### AIM OF THE EXERCISE
Look for the word "failed" in the material below. Copy each line that has it.

### THE INPUT
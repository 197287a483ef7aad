//! End-to-end integration tests for tometext.
//!
//! These drive the full orchestration — folder scan, skip check, extraction
//! loop, normalisation, rewrite, output write — through injected stub engines,
//! so they need neither a pdfium build nor a tesseract install and always run
//! in CI.

use image::DynamicImage;
use std::collections::HashMap;
use std::path::Path;
use std::sync::atomic::{AtomicUsize, Ordering};
use std::sync::Arc;
use tometext::{
    BatchConfig, Converter, CorrectionError, Corrector, FileOutcome, OcrEngine, OcrError,
    PageError, Rasterizer, TomeError, UnicodeSegmenter, Whitelist,
};

// ── Stub engines ─────────────────────────────────────────────────────────────

/// Rasteriser that hands back a fixed number of 1×1 images per document.
struct FixedPageRasterizer {
    pages: usize,
}

impl Rasterizer for FixedPageRasterizer {
    fn rasterize(&self, _pdf_path: &Path) -> Result<Vec<DynamicImage>, TomeError> {
        Ok((0..self.pages).map(|_| DynamicImage::new_rgb8(1, 1)).collect())
    }
}

/// Rasteriser that fails for files whose name contains a marker and succeeds
/// for everything else.
struct SelectiveRasterizer {
    fail_marker: &'static str,
    pages: usize,
}

impl Rasterizer for SelectiveRasterizer {
    fn rasterize(&self, pdf_path: &Path) -> Result<Vec<DynamicImage>, TomeError> {
        let name = pdf_path.file_name().unwrap_or_default().to_string_lossy();
        if name.contains(self.fail_marker) {
            return Err(TomeError::Rasterize {
                path: pdf_path.to_path_buf(),
                detail: "simulated corrupt PDF".into(),
            });
        }
        Ok((0..self.pages).map(|_| DynamicImage::new_rgb8(1, 1)).collect())
    }
}

/// OCR engine that replays a per-page script (`None` = failure) and counts
/// invocations so tests can assert OCR never ran.
struct ScriptedOcr {
    pages: Vec<Option<String>>,
    calls: Arc<AtomicUsize>,
}

impl ScriptedOcr {
    fn new(pages: &[Option<&str>]) -> (Self, Arc<AtomicUsize>) {
        let calls = Arc::new(AtomicUsize::new(0));
        let ocr = Self {
            pages: pages.iter().map(|p| p.map(str::to_string)).collect(),
            calls: Arc::clone(&calls),
        };
        (ocr, calls)
    }
}

impl OcrEngine for ScriptedOcr {
    fn name(&self) -> &'static str {
        "scripted"
    }

    fn recognize(&self, _image: &DynamicImage) -> Result<String, OcrError> {
        let idx = self.calls.fetch_add(1, Ordering::SeqCst);
        match self.pages.get(idx) {
            Some(Some(text)) => Ok(text.clone()),
            Some(None) => Err(OcrError::Scratch("scripted page failure".into())),
            None => Ok(String::new()),
        }
    }
}

/// Corrector with a fixed lowercase typo→fix table.
struct MapCorrector(HashMap<String, String>);

impl Corrector for MapCorrector {
    fn correct(&self, word: &str) -> Result<Option<String>, CorrectionError> {
        Ok(self.0.get(&word.to_lowercase()).cloned())
    }
}

fn book_corrector() -> MapCorrector {
    MapCorrector(
        [("helo", "hello"), ("wrold", "world"), ("attcks", "attacks")]
            .into_iter()
            .map(|(k, v)| (k.to_string(), v.to_string()))
            .collect(),
    )
}

// ── Test helpers ─────────────────────────────────────────────────────────────

fn converter(
    input: &Path,
    output: &Path,
    raster: Box<dyn Rasterizer>,
    ocr: Box<dyn OcrEngine>,
    whitelist: Whitelist,
) -> Converter {
    let config = BatchConfig::builder()
        .input_dir(input)
        .output_dir(output)
        .build()
        .expect("valid config");
    Converter::with_engines(
        config,
        raster,
        ocr,
        Box::new(UnicodeSegmenter),
        Box::new(book_corrector()),
        whitelist,
    )
}

/// Create an empty placeholder PDF file (the stub rasteriser never reads it).
fn touch_pdf(dir: &Path, name: &str) {
    std::fs::write(dir.join(name), b"%PDF-1.4 placeholder").unwrap();
}

// ── Scenarios ────────────────────────────────────────────────────────────────

/// The full book1 scenario: two OCR'd pages, one whitelisted monster name,
/// three typos, page markers and paragraph breaks in the output.
#[test]
fn end_to_end_book1() {
    let input = tempfile::tempdir().unwrap();
    let output = tempfile::tempdir().unwrap();
    touch_pdf(input.path(), "book1.pdf");

    let (ocr, _) = ScriptedOcr::new(&[Some("Helo Wrold"), Some("goblin attcks")]);
    let conv = converter(
        input.path(),
        output.path(),
        Box::new(FixedPageRasterizer { pages: 2 }),
        Box::new(ocr),
        Whitelist::from_terms(["goblin"]),
    );

    let summary = conv.convert_folder().expect("batch should run");
    assert_eq!(summary.scanned, 1);
    assert_eq!(summary.written, 1);
    assert_eq!(summary.failed, 0);
    assert_eq!(summary.rewrite.corrected, 3, "Helo, Wrold., attcks.");
    assert_eq!(summary.rewrite.whitelisted, 1, "goblin");
    assert_eq!(summary.rewrite.guarded, 2, "the two page numbers");

    let text = std::fs::read_to_string(output.path().join("book1.txt")).unwrap();
    assert_eq!(
        text,
        "--- Page 1 ---.\n\nHello World.\n\n--- Page 2 ---.\n\ngoblin attacks."
    );
}

/// Pre-created output: OCR must never be invoked and the file is untouched.
#[test]
fn existing_output_skips_document_entirely() {
    let input = tempfile::tempdir().unwrap();
    let output = tempfile::tempdir().unwrap();
    touch_pdf(input.path(), "book1.pdf");
    std::fs::write(output.path().join("book1.txt"), "hand-written contents").unwrap();

    let (ocr, calls) = ScriptedOcr::new(&[Some("should never be seen")]);
    let conv = converter(
        input.path(),
        output.path(),
        Box::new(FixedPageRasterizer { pages: 1 }),
        Box::new(ocr),
        Whitelist::from_terms(Vec::<&str>::new()),
    );

    let summary = conv.convert_folder().unwrap();
    assert_eq!(summary.skipped, 1);
    assert_eq!(summary.written, 0);
    assert_eq!(calls.load(Ordering::SeqCst), 0, "OCR ran for a skipped file");
    assert_eq!(
        std::fs::read_to_string(output.path().join("book1.txt")).unwrap(),
        "hand-written contents"
    );
}

/// Running the folder twice changes nothing the second time.
#[test]
fn second_run_is_idempotent() {
    let input = tempfile::tempdir().unwrap();
    let output = tempfile::tempdir().unwrap();
    touch_pdf(input.path(), "book1.pdf");
    touch_pdf(input.path(), "book2.pdf");

    let (ocr, calls) = ScriptedOcr::new(&[
        Some("first book text"),
        Some("second book text"),
    ]);
    let conv = converter(
        input.path(),
        output.path(),
        Box::new(FixedPageRasterizer { pages: 1 }),
        Box::new(ocr),
        Whitelist::from_terms(Vec::<&str>::new()),
    );

    let first = conv.convert_folder().unwrap();
    assert_eq!(first.written, 2);
    let calls_after_first = calls.load(Ordering::SeqCst);
    let contents_after_first: Vec<String> = ["book1.txt", "book2.txt"]
        .iter()
        .map(|n| std::fs::read_to_string(output.path().join(n)).unwrap())
        .collect();

    let second = conv.convert_folder().unwrap();
    assert_eq!(second.written, 0);
    assert_eq!(second.skipped, 2);
    assert_eq!(
        calls.load(Ordering::SeqCst),
        calls_after_first,
        "OCR ran again on the second pass"
    );
    let contents_after_second: Vec<String> = ["book1.txt", "book2.txt"]
        .iter()
        .map(|n| std::fs::read_to_string(output.path().join(n)).unwrap())
        .collect();
    assert_eq!(contents_after_first, contents_after_second);
}

/// A failing middle page contributes an empty section; markers stay ordered.
#[test]
fn failing_middle_page_keeps_marker_order() {
    let input = tempfile::tempdir().unwrap();
    let output = tempfile::tempdir().unwrap();
    touch_pdf(input.path(), "book1.pdf");

    let (ocr, _) = ScriptedOcr::new(&[Some("First page text"), None, Some("Third page text")]);
    let conv = converter(
        input.path(),
        output.path(),
        Box::new(FixedPageRasterizer { pages: 3 }),
        Box::new(ocr),
        Whitelist::from_terms(Vec::<&str>::new()),
    );

    let outcome = conv.convert_file(&input.path().join("book1.pdf"));
    let report = match outcome {
        FileOutcome::Written(report) => report,
        other => panic!("expected Written, got {other:?}"),
    };

    assert_eq!(report.pages, 3);
    assert_eq!(report.page_errors.len(), 1);
    assert!(matches!(report.page_errors[0], PageError::Ocr { page: 2, .. }));

    let text = std::fs::read_to_string(&report.output).unwrap();
    let p1 = text.find("--- Page 1 ---").expect("page 1 marker");
    let p2 = text.find("--- Page 2 ---").expect("page 2 marker");
    let p3 = text.find("--- Page 3 ---").expect("page 3 marker");
    assert!(p1 < p2 && p2 < p3, "markers out of order in: {text}");
    assert!(text.contains("First page text"));
    assert!(text.contains("Third page text"));
}

/// A document whose rasterisation fails is recorded as failed; the rest of
/// the batch still converts.
#[test]
fn rasterisation_failure_aborts_only_that_document() {
    let input = tempfile::tempdir().unwrap();
    let output = tempfile::tempdir().unwrap();
    touch_pdf(input.path(), "bad_scan.pdf");
    touch_pdf(input.path(), "good_scan.pdf");

    let (ocr, _) = ScriptedOcr::new(&[Some("readable text"), Some("readable text")]);
    let conv = converter(
        input.path(),
        output.path(),
        Box::new(SelectiveRasterizer {
            fail_marker: "bad",
            pages: 1,
        }),
        Box::new(ocr),
        Whitelist::from_terms(Vec::<&str>::new()),
    );

    let summary = conv.convert_folder().unwrap();
    assert_eq!(summary.scanned, 2);
    assert_eq!(summary.written, 1);
    assert_eq!(summary.failed, 1);
    assert!(output.path().join("good_scan.txt").exists());
    assert!(
        !output.path().join("bad_scan.txt").exists(),
        "failed document must not produce an output file"
    );
}

/// Empty input folder: report-and-return, no error, output dir created.
#[test]
fn empty_folder_is_not_an_error() {
    let input = tempfile::tempdir().unwrap();
    let output_parent = tempfile::tempdir().unwrap();
    let output = output_parent.path().join("text");

    let (ocr, _) = ScriptedOcr::new(&[]);
    let conv = converter(
        input.path(),
        &output,
        Box::new(FixedPageRasterizer { pages: 1 }),
        Box::new(ocr),
        Whitelist::from_terms(Vec::<&str>::new()),
    );

    let summary = conv.convert_folder().unwrap();
    assert_eq!(summary.scanned, 0);
    assert_eq!(summary.written, 0);
    assert!(output.is_dir(), "output directory must be created");
}

/// Only files with the exact `.pdf` extension are picked up.
#[test]
fn non_pdf_files_are_ignored() {
    let input = tempfile::tempdir().unwrap();
    let output = tempfile::tempdir().unwrap();
    touch_pdf(input.path(), "book1.pdf");
    std::fs::write(input.path().join("notes.txt"), "not a pdf").unwrap();
    std::fs::write(input.path().join("SHOUTY.PDF"), "wrong case").unwrap();

    let (ocr, _) = ScriptedOcr::new(&[Some("page text")]);
    let conv = converter(
        input.path(),
        output.path(),
        Box::new(FixedPageRasterizer { pages: 1 }),
        Box::new(ocr),
        Whitelist::from_terms(Vec::<&str>::new()),
    );

    let summary = conv.convert_folder().unwrap();
    assert_eq!(summary.scanned, 1);
    assert_eq!(summary.written, 1);
    assert!(output.path().join("book1.txt").exists());
    assert!(!output.path().join("SHOUTY.txt").exists());
}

### OUTPUT OF THE EXERCISE
    assert_eq!(summary.failed, 0);
/// A document whose rasterisation fails is recorded as failed; the rest of
    assert_eq!(summary.failed, 1);
        "failed document must not produce an output file"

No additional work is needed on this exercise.